====== TASK INPUT

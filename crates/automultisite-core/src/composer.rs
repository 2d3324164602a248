// ── Settings composition ──
//
// Derives per-site overrides from a site directory path. `compose` is pure
// and returns a typed `SiteOverrides`; callers merge it into their own
// `SettingsContainers` with `apply`, touching only the containers they
// actually carry.

use std::collections::BTreeMap;
use std::path::{Path, PathBuf};

use serde::{Deserialize, Serialize};

use crate::error::CoreError;

/// Separator used when the base database name is a single word.
pub const DEFAULT_DATABASE_SEPARATOR: char = '_';

/// Key of the sync directory in the legacy `config_directories` container.
pub const SYNC_DIRECTORY_KEY: &str = "sync";

/// Which settings key receives the config sync directory.
///
/// The host framework moved this setting between releases, so the caller
/// states which one its settings file targets.
#[derive(
    Debug, Clone, Copy, Default, PartialEq, Eq, Hash, Serialize, Deserialize, strum::Display,
)]
#[serde(rename_all = "kebab-case")]
#[strum(serialize_all = "kebab-case")]
pub enum SettingsSchema {
    /// `settings.config_sync_directory`.
    #[default]
    ConfigSyncDirectory,
    /// `config_directories["sync"]`.
    ConfigDirectories,
}

/// Everything the composer decides for one site.
#[derive(Debug, Clone, PartialEq, Eq, Serialize)]
pub struct SiteOverrides {
    pub site_key: String,
    /// Suffixed database name, when a base name was supplied.
    #[serde(skip_serializing_if = "Option::is_none")]
    pub database_name: Option<String>,
    pub schema: SettingsSchema,
    pub config_sync_directory: PathBuf,
    pub file_public_path: PathBuf,
    pub file_temporary_path: PathBuf,
    pub site_name: String,
}

/// Site key of a site directory: its basename without `prefix`.
pub fn site_key<'a>(site_path: &'a Path, prefix: &str) -> Result<&'a str, CoreError> {
    let invalid = || CoreError::InvalidSiteDirectory {
        path: site_path.to_path_buf(),
        prefix: prefix.to_owned(),
    };

    let dir_name = site_path
        .file_name()
        .and_then(|name| name.to_str())
        .ok_or_else(invalid)?;

    match dir_name.strip_prefix(prefix) {
        Some(key) if !key.is_empty() => Ok(key),
        _ => Err(invalid()),
    }
}

/// First character of `name` that is not an ASCII alphanumeric, or `_`.
pub fn database_separator(name: &str) -> char {
    name.chars()
        .find(|c| !c.is_ascii_alphanumeric())
        .unwrap_or(DEFAULT_DATABASE_SEPARATOR)
}

/// `proj_db` + `alpha` -> `proj_db_alpha`; `proj-db` -> `proj-db-alpha`;
/// `projdb` -> `projdb_alpha`.
pub fn suffixed_database_name(base: &str, site_key: &str) -> String {
    format!("{base}{}{site_key}", database_separator(base))
}

/// Compose the overrides for the site at `site_path`.
pub fn compose(
    site_path: &Path,
    base_database: Option<&str>,
    schema: SettingsSchema,
    prefix: &str,
) -> Result<SiteOverrides, CoreError> {
    let key = site_key(site_path, prefix)?;
    let files = site_path.join("files");

    Ok(SiteOverrides {
        site_key: key.to_owned(),
        database_name: base_database.map(|base| suffixed_database_name(base, key)),
        schema,
        config_sync_directory: site_path.join("config").join("sync"),
        file_temporary_path: files.join("tmp"),
        file_public_path: files,
        site_name: format!("Subsite {key}"),
    })
}

// ── Settings containers ─────────────────────────────────────────────

/// Default database connection parameters.
#[derive(Debug, Clone, Default, PartialEq, Eq, Serialize, Deserialize)]
pub struct DatabaseParams {
    pub database: Option<String>,
    #[serde(default, skip_serializing_if = "Option::is_none")]
    pub host: Option<String>,
    #[serde(default, skip_serializing_if = "Option::is_none")]
    pub username: Option<String>,
    #[serde(default, skip_serializing_if = "Option::is_none")]
    pub driver: Option<String>,
}

/// Site settings touched by the composer, plus anything else the caller
/// keeps alongside them.
#[derive(Debug, Clone, Default, PartialEq, Eq, Serialize, Deserialize)]
pub struct SettingsStore {
    pub file_public_path: Option<PathBuf>,
    pub config_sync_directory: Option<PathBuf>,
    #[serde(flatten)]
    pub extra: BTreeMap<String, String>,
}

/// Configuration overrides touched by the composer.
#[derive(Debug, Clone, Default, PartialEq, Eq, Serialize, Deserialize)]
pub struct ConfigOverrides {
    pub file_temporary_path: Option<PathBuf>,
    pub site_name: Option<String>,
}

/// The caller's settings containers. A `None` container is left alone.
#[derive(Debug, Clone, Default, PartialEq, Eq, Serialize, Deserialize)]
pub struct SettingsContainers {
    pub database: Option<DatabaseParams>,
    pub config_directories: Option<BTreeMap<String, PathBuf>>,
    pub settings: Option<SettingsStore>,
    pub config: Option<ConfigOverrides>,
}

impl SettingsContainers {
    /// Merge `overrides` into the containers that are present.
    ///
    /// Every field is an overwrite, so applying the same overrides twice
    /// leaves the same state.
    pub fn apply(&mut self, overrides: &SiteOverrides) {
        if let Some(database) = self.database.as_mut() {
            if database.database.is_some() {
                if let Some(ref name) = overrides.database_name {
                    database.database = Some(name.clone());
                }
            }
        }

        if overrides.schema == SettingsSchema::ConfigDirectories {
            if let Some(dirs) = self.config_directories.as_mut() {
                dirs.insert(
                    SYNC_DIRECTORY_KEY.to_owned(),
                    overrides.config_sync_directory.clone(),
                );
            }
        }

        if let Some(settings) = self.settings.as_mut() {
            settings.file_public_path = Some(overrides.file_public_path.clone());
            if overrides.schema == SettingsSchema::ConfigSyncDirectory {
                settings.config_sync_directory = Some(overrides.config_sync_directory.clone());
            }
        }

        if let Some(config) = self.config.as_mut() {
            config.file_temporary_path = Some(overrides.file_temporary_path.clone());
            config.site_name = Some(overrides.site_name.clone());
        }
    }

    /// Compose from the current database name and apply in one step.
    ///
    /// Not idempotent for the database name: a second call suffixes the
    /// already-suffixed name again. Call once per bootstrap.
    pub fn configure(
        &mut self,
        site_path: &Path,
        schema: SettingsSchema,
        prefix: &str,
    ) -> Result<SiteOverrides, CoreError> {
        let base = self
            .database
            .as_ref()
            .and_then(|db| db.database.as_deref());
        let overrides = compose(site_path, base, schema, prefix)?;
        self.apply(&overrides);
        Ok(overrides)
    }
}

============

PROMPT
Total up the lines in the listing above that include "when". Give the number by itself.

FINAL ANSWER
2